Iain King (born 1971) is a contemporary British moral philosopher. He studied at Pembroke College, Oxford, and was latterly a Fellow of Wolfson College, Cambridge. Outside philosophy, he has written on Kosovo, the Northern Ireland Peace Process, and postwar reconstruction.

In his book How to Make Good Decisions and Be Right All the Time and a series of light-hearted university lectures, King has tried to explain several divergent theories of meta-ethics and ethics in entertaining and accessible terms, and how they can be reconciled. In the manner of early enlightenment philosophers, King has tried to apply the scientific revolution to ethics just as Isaac Newton applied it to physics, in an attempt to replace commonplace guesswork and judgement in matters of right and wrong with everyday formulas for what people should do in difficult situations, all backed up by deductive proof rather than opinion.[1]He also tries to reconcile a clear account of right and wrong with the possibility of different but equally justified opinions, for example resulting from cultural or reasonable political differences.



King draws on deontological ethics associated with Immanuel Kant, R. M. Hare and John Rawls; virtue theory established by Aristotle and the philosophers of Ancient Greece; the tradition of David Hume, in particular the quasi-realism espoused by his contemporary disciple, professor Simon Blackburn; and the utilitarianism of Jeremy Bentham, John Stuart Mill, and Peter Singer. He offers amusing cameos of most of these figures in his talks and writing.


How to Make Good Decisions and Be Right All the Time: Solving the Riddle of Right and Wrong

How to Make Good Decisions and Be Right All the Time: Solving the Riddle of Right and Wrong presents King’s main theory as a correction of utilitarianism, with which he identifies seven flaws. But rather than then dismissing the theory as other critics have done (see Bernard Williams on this), he seeks to correct them one by one, and thereby creates a radically different theory which enjoys all the positive attributes of utilitarianism without any of the drawbacks. This approach forces him to construct a new meta-ethics upon which to base his account of right and wrong.

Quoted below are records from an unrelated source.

//! High-level library API: turn a source image (on disk or in memory) into the
//! full favicon set. Prefer these entrypoints over the low-level processing
//! and writer modules when integrating favpack.
use std::fs;
use std::path::{Path, PathBuf};

use image::{Rgba, RgbaImage};
use serde::Serialize;
use tracing::info;

use crate::core::color::to_hex_string;
use crate::core::params::{GenerateParams, ICO_FILE_NAME, ICO_SIZES, PNG_TARGETS};
use crate::core::processing::resize::resize_square;
use crate::core::processing::square::square_image;
use crate::error::{Error, Result};
use crate::io::load_rgba;
use crate::io::writers::browserconfig::{BROWSERCONFIG_FILE_NAME, write_browserconfig};
use crate::io::writers::html::{HTML_SNIPPET, HTML_SNIPPET_FILE_NAME, write_html_snippet};
use crate::io::writers::ico::write_ico;
use crate::io::writers::manifest::{MANIFEST_FILE_NAME, write_manifest};
use crate::io::writers::png::write_rgba_png;

/// What a successful run wrote
#[derive(Debug, Clone, Serialize)]
pub struct GenerationReport {
    pub output_dir: PathBuf,
    /// Written paths, in write order
    pub files: Vec<PathBuf>,
    /// Side length of the squared master raster
    pub square_side: u32,
    pub html_snippet: String,
}

/// Load `input`, square it, and write the full asset set into `params.output_dir`.
///
/// The output directory (and parents) is created if missing; existing files
/// with the same names are overwritten.
pub fn generate_favicons(input: &Path, params: &GenerateParams) -> Result<GenerationReport> {
    let image = load_rgba(input)?;
    generate_from_image(image, params)
}

/// Same as [`generate_favicons`] for a raster that is already decoded.
pub fn generate_from_image(image: RgbaImage, params: &GenerateParams) -> Result<GenerationReport> {
    let (width, height) = image.dimensions();
    if width == 0 || height == 0 {
        return Err(Error::EmptyImage { width, height });
    }

    let out = params.output_dir.as_path();
    fs::create_dir_all(out)?;
    info!("Output directory: {:?}", out);

    let background = Rgba(params.background);
    info!(
        "Square mode: {}, background: {}",
        params.mode,
        to_hex_string(background)
    );
    let square = square_image(image, params.mode, background);

    let mut files = Vec::with_capacity(PNG_TARGETS.len() + 4);

    let ico_path = out.join(ICO_FILE_NAME);
    write_ico(&ico_path, &square, &ICO_SIZES)?;
    info!("Wrote {:?} ({:?})", ico_path, ICO_SIZES);
    files.push(ico_path);

    for target in PNG_TARGETS {
        let path = out.join(target.file_name());
        let resized = resize_square(&square, target.size)?;
        write_rgba_png(&path, &resized)?;
        info!("Wrote {:?} ({}x{})", path, target.size, target.size);
        files.push(path);
    }

    let manifest_path = out.join(MANIFEST_FILE_NAME);
    write_manifest(&manifest_path, &params.brand)?;
    files.push(manifest_path);

    let browserconfig_path = out.join(BROWSERCONFIG_FILE_NAME);
    write_browserconfig(&browserconfig_path)?;
    info!("Wrote {:?}", browserconfig_path);
    files.push(browserconfig_path);

    let html_path = out.join(HTML_SNIPPET_FILE_NAME);
    write_html_snippet(&html_path)?;
    info!("Wrote {:?}", html_path);
    files.push(html_path);

    Ok(GenerationReport {
        output_dir: out.to_path_buf(),
        files,
        square_side: square.width(),
        html_snippet: HTML_SNIPPET.to_string(),
    })
}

For a starting point he argues that we should all seek value because it may be there to be found and, if not, there is nothing to lose by seeking it. This rationalist argument is a humanist reworking of Pascal's Wager which advocates believing in God on the basis of probability and the precautionary principle, and is vulnerable to some of the same criticisms; it may also be circular. The assertion in chapter seven of How to Make Good Decisions and Be Right All the Time that ‘the meaning of life is to seek value’ [1] is contentious.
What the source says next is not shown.